WHAT THE EXERCISE ASKS:
Count the lines of the records below that hold the word "crate", and give only the number.

**** SOURCE DATA ****

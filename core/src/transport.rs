//! Blocking `Transport` backed by a pooled `ureq::Agent`.

use ureq::{Agent, RequestBuilder};

use crate::config::ClientConfig;
use crate::error::TransportError;
use crate::http::{HttpMethod, HttpRequest, HttpResponse, Transport};

/// Default transport used by `ThunderClient::new`.
///
/// The agent carries `transport_timeout` as its global timeout; the per-call
/// timeouts on each `HttpRequest` replace it for that call. Error statuses
/// surface as `TransportError::Status`.
#[derive(Debug, Clone)]
pub struct UreqTransport {
    agent: Agent,
}

impl UreqTransport {
    pub fn new(config: &ClientConfig) -> Self {
        let tls = ureq::tls::TlsConfig::builder()
            .disable_verification(!config.verify_tls)
            .build();
        let agent = Agent::config_builder()
            .timeout_global(Some(config.transport_timeout))
            .tls_config(tls)
            .build()
            .new_agent();
        Self { agent }
    }
}

impl Transport for UreqTransport {
    fn execute(&self, request: &HttpRequest) -> Result<HttpResponse, TransportError> {
        let url = request.url.as_str();
        let result = match request.method {
            HttpMethod::Get => prepare(request, self.agent.get(url)).call(),
            HttpMethod::Delete => prepare(request, self.agent.delete(url)).call(),
            HttpMethod::Post => send(request, prepare(request, self.agent.post(url))),
            HttpMethod::Put => send(request, prepare(request, self.agent.put(url))),
            HttpMethod::Patch => send(request, prepare(request, self.agent.patch(url))),
        };

        let mut response = result.map_err(map_error)?;
        let status = response.status().as_u16();
        // A body that fails mid-read discards the status line already seen;
        // the client then falls back to its default status.
        let body = response.body_mut().read_to_string().map_err(map_error)?;

        Ok(HttpResponse { status, body })
    }
}

fn prepare<B>(request: &HttpRequest, mut builder: RequestBuilder<B>) -> RequestBuilder<B> {
    for (name, value) in &request.headers {
        // ureq derives Host from the URL.
        if name.eq_ignore_ascii_case("host") {
            continue;
        }
        builder = builder.header(name.as_str(), value.as_str());
    }

    let mut config = builder.config();
    if let Some(timeout) = request.timeout {
        config = config.timeout_global(Some(timeout));
    }
    if let Some(timeout) = request.connect_timeout {
        config = config.timeout_connect(Some(timeout));
    }
    config.build()
}

fn send(
    request: &HttpRequest,
    builder: RequestBuilder<ureq::typestate::WithBody>,
) -> Result<ureq::http::Response<ureq::Body>, ureq::Error> {
    match &request.body {
        Some(body) => builder.send(body.as_bytes()),
        None => builder.send_empty(),
    }
}

fn map_error(err: ureq::Error) -> TransportError {
    match err {
        ureq::Error::StatusCode(status) => TransportError::Status(status),
        ureq::Error::Timeout(which) => TransportError::Timeout(format!("{which:?}")),
        ureq::Error::Io(io) if io.kind() == std::io::ErrorKind::TimedOut => TransportError::Timeout(io.to_string()),
        other => TransportError::Network(other.to_string()),
    }
}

****

FINISHED EXERCISE:
3